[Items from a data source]
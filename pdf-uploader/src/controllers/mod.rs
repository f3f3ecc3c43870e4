//! Per-page UI state machines.
//!
//! Each browser page owns one [`UploadController`] and one
//! [`ListingController`], wired together by a [`PageCoordinator`].
//! Controllers are cheap to clone handles; their state sits behind a
//! `tokio::sync::Mutex` that is never held across a network call.

pub mod coordinator;
pub mod listing;
pub mod notifications;
pub mod upload;

#[cfg(test)]
pub(crate) mod fake;

pub use coordinator::{PageCoordinator, ReloadListener, ReloadTrigger};
pub use listing::{DeleteState, FileRow, ListingController, ListingView, SizeOption};
pub use notifications::{notification_channel, NotificationInbox, Notifier};
pub use upload::{UploadController, UploadView};
use opentelemetry::KeyValue;
use opentelemetry_otlp::WithExportConfig;
use opentelemetry_sdk::{Resource, runtime, trace as sdktrace};
use tracing_subscriber::{layer::SubscriberExt, util::SubscriberInitExt};

/// Install the global subscriber: JSON lines on stdout, filtered by
/// `RUST_LOG` (falling back to `log_level`). Spans are also exported over
/// OTLP when `otlp_endpoint` is set.
pub fn init_tracing(
    service_name: &str,
    log_level: &str,
    otlp_endpoint: Option<&str>,
) -> anyhow::Result<()> {
    let env_filter = tracing_subscriber::EnvFilter::try_from_default_env()
        .unwrap_or_else(|_| tracing_subscriber::EnvFilter::new(log_level));

    let formatting_layer = tracing_subscriber::fmt::layer()
        .with_file(true)
        .with_line_number(true)
        .json()
        .flatten_event(true);

    let telemetry = match otlp_endpoint {
        Some(endpoint) => {
            let otlp_exporter = opentelemetry_otlp::new_exporter()
                .tonic()
                .with_endpoint(endpoint);

            let tracer = opentelemetry_otlp::new_pipeline()
                .tracing()
                .with_exporter(otlp_exporter)
                .with_trace_config(sdktrace::config().with_resource(Resource::new(vec![
                    KeyValue::new("service.name", service_name.to_string()),
                ])))
                .install_batch(runtime::Tokio)
                .map_err(|e| {
                    anyhow::anyhow!(
                        "Failed to initialize OTLP tracer for '{}' at '{}': {}",
                        service_name,
                        endpoint,
                        e
                    )
                })?;

            Some(tracing_opentelemetry::layer().with_tracer(tracer))
        }
        None => None,
    };

    tracing_subscriber::registry()
        .with(env_filter)
        .with(telemetry)
        .with(formatting_layer)
        .try_init()
        .map_err(|e| anyhow::anyhow!("Failed to set global subscriber: {}", e))?;

    Ok(())
}
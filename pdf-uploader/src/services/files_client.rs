//! HTTP client for the remote files service.

use crate::config::FilesApiSettings;
use crate::error::TransportError;
use crate::models::{FilePage, PendingFile, QueryState};
use crate::services::files_api::{FilesApi, ProgressTracker};
use crate::services::metrics::record_files_api_call;
use async_trait::async_trait;
use bytes::Bytes;
use futures::stream::{self, StreamExt};
use reqwest::multipart::{Form, Part};
use reqwest::{Body, Client, StatusCode, Url};
use service_core::observability::TracedClientExt;
use std::sync::Arc;
use std::time::Duration;

/// Size of the body chunks handed to the transport; one progress update each.
const UPLOAD_CHUNK_SIZE: usize = 64 * 1024;

pub struct FilesClient {
    client: Client,
    base_url: Url,
}

impl FilesClient {
    pub fn new(settings: FilesApiSettings) -> anyhow::Result<Self> {
        let base_url = Url::parse(&settings.base_url).map_err(|e| {
            anyhow::anyhow!("Invalid files_api.base_url '{}': {}", settings.base_url, e)
        })?;

        if base_url.cannot_be_a_base() {
            anyhow::bail!("files_api.base_url '{}' cannot carry a path", settings.base_url);
        }

        let mut builder = Client::builder();
        if let Some(seconds) = settings.timeout_seconds {
            builder = builder.timeout(Duration::from_secs(seconds));
        }
        let client = builder
            .build()
            .map_err(|e| anyhow::anyhow!("Failed to build HTTP client: {}", e))?;

        tracing::info!(base_url = %base_url, "Files API client configured");

        Ok(Self { client, base_url })
    }

    /// Base URL with `segments` appended, each percent-encoded as a single
    /// path segment.
    fn endpoint(&self, segments: &[&str]) -> Result<Url, TransportError> {
        let mut url = self.base_url.clone();
        url.path_segments_mut()
            .map_err(|_| TransportError::InvalidUrl(self.base_url.to_string()))?
            .pop_if_empty()
            .extend(segments.iter().copied());
        Ok(url)
    }

    async fn fetch_page(&self, query: &QueryState) -> Result<FilePage, TransportError> {
        let url = self.endpoint(&["api", "files"])?;

        let response = self
            .client
            .traced_get(url.as_str())
            .query(&query.to_params())
            .send()
            .await
            .map_err(|e| {
                tracing::error!(url = %url, error = %e, "Failed to send list request");
                TransportError::from(e)
            })?;

        let status = response.status();
        let body = response.text().await?;

        if !status.is_success() {
            tracing::warn!(status = %status, body = %body, "Files API rejected list request");
            return Err(TransportError::Status { status, body });
        }

        let page: FilePage = serde_json::from_str(&body)?;

        tracing::debug!(
            files = page.files.len(),
            total_files = page.total_files,
            total_pages = page.total_pages,
            "Listed files"
        );

        Ok(page)
    }

    async fn post_files(
        &self,
        files: Vec<PendingFile>,
        progress: Arc<ProgressTracker>,
    ) -> Result<(), TransportError> {
        let url = self.endpoint(&["api", "upload"])?;
        let file_count = files.len();

        let mut form = Form::new();
        for file in files {
            let length = file.len();
            let tracker = progress.clone();
            let chunks = stream::iter(split_into_chunks(file.data, UPLOAD_CHUNK_SIZE)).map(
                move |chunk| {
                    tracker.record(chunk.len() as u64);
                    Ok::<Bytes, std::io::Error>(chunk)
                },
            );

            let part = Part::stream_with_length(Body::wrap_stream(chunks), length)
                .file_name(file.name)
                .mime_str(&file.content_type)?;
            form = form.part("files", part);
        }

        tracing::info!(
            files = file_count,
            total_bytes = progress.total(),
            "Uploading files"
        );

        let response = self
            .client
            .traced_post(url.as_str())
            .multipart(form)
            .send()
            .await
            .map_err(|e| {
                tracing::error!(url = %url, error = %e, "Failed to send upload request");
                TransportError::from(e)
            })?;

        let status = response.status();
        if status.is_success() {
            tracing::info!(files = file_count, status = %status, "Files uploaded");
            return Ok(());
        }

        let body = response.text().await.unwrap_or_default();
        tracing::warn!(status = %status, body = %body, "Files API rejected upload");
        Err(TransportError::Status { status, body })
    }

    async fn remove_file(&self, filename: &str) -> Result<(), TransportError> {
        let url = self.endpoint(&["api", "files", filename])?;

        let response = self
            .client
            .traced_delete(url.as_str())
            .send()
            .await
            .map_err(|e| {
                tracing::error!(filename = %filename, error = %e, "Failed to send delete request");
                TransportError::from(e)
            })?;

        let status = response.status();
        if status == StatusCode::OK {
            tracing::info!(filename = %filename, "File deleted");
            return Ok(());
        }

        let body = response.text().await.unwrap_or_default();
        tracing::warn!(filename = %filename, status = %status, "Files API rejected delete");
        Err(TransportError::Status { status, body })
    }
}

#[async_trait]
impl FilesApi for FilesClient {
    async fn list_files(&self, query: &QueryState) -> Result<FilePage, TransportError> {
        let result = self.fetch_page(query).await;
        record_files_api_call("list", result.is_ok());
        result
    }

    async fn upload_files(
        &self,
        files: Vec<PendingFile>,
        progress: Arc<ProgressTracker>,
    ) -> Result<(), TransportError> {
        let result = self.post_files(files, progress).await;
        record_files_api_call("upload", result.is_ok());
        result
    }

    async fn delete_file(&self, filename: &str) -> Result<(), TransportError> {
        let result = self.remove_file(filename).await;
        record_files_api_call("delete", result.is_ok());
        result
    }
}

fn split_into_chunks(data: Bytes, chunk_size: usize) -> Vec<Bytes> {
    (0..data.len())
        .step_by(chunk_size)
        .map(|start| data.slice(start..(start + chunk_size).min(data.len())))
        .collect()
}

#[cfg(test)]
mod tests {
    use super::*;

    fn settings(base_url: &str) -> FilesApiSettings {
        FilesApiSettings {
            base_url: base_url.to_string(),
            page_size: 7,
            timeout_seconds: None,
        }
    }

    #[test]
    fn endpoint_encodes_filename_as_one_segment() {
        let client = FilesClient::new(settings("http://files.local/")).unwrap();
        let url = client.endpoint(&["api", "files", "my report/v2.pdf"]).unwrap();
        assert_eq!(url.as_str(), "http://files.local/api/files/my%20report%2Fv2.pdf");
    }

    #[test]
    fn endpoint_keeps_base_path_prefix() {
        let client = FilesClient::new(settings("http://files.local/storage")).unwrap();
        let url = client.endpoint(&["api", "upload"]).unwrap();
        assert_eq!(url.as_str(), "http://files.local/storage/api/upload");
    }

    #[test]
    fn rejects_unusable_base_url() {
        assert!(FilesClient::new(settings("not a url")).is_err());
        assert!(FilesClient::new(settings("mailto:files@example.com")).is_err());
    }

    #[test]
    fn chunks_cover_the_whole_payload() {
        let data = Bytes::from(vec![7u8; 10]);
        let chunks = split_into_chunks(data, 4);
        assert_eq!(
            chunks.iter().map(Bytes::len).collect::<Vec<_>>(),
            vec![4, 4, 2]
        );
        assert!(split_into_chunks(Bytes::new(), 4).is_empty());
    }
}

What you have to do:
Whenever the string "local" shows up in a line of the entries, copy that line.

Result below:
        let client = FilesClient::new(settings("http://files.local/")).unwrap();
        assert_eq!(url.as_str(), "http://files.local/api/files/my%20report%2Fv2.pdf");
        let client = FilesClient::new(settings("http://files.local/storage")).unwrap();
        assert_eq!(url.as_str(), "http://files.local/storage/api/upload");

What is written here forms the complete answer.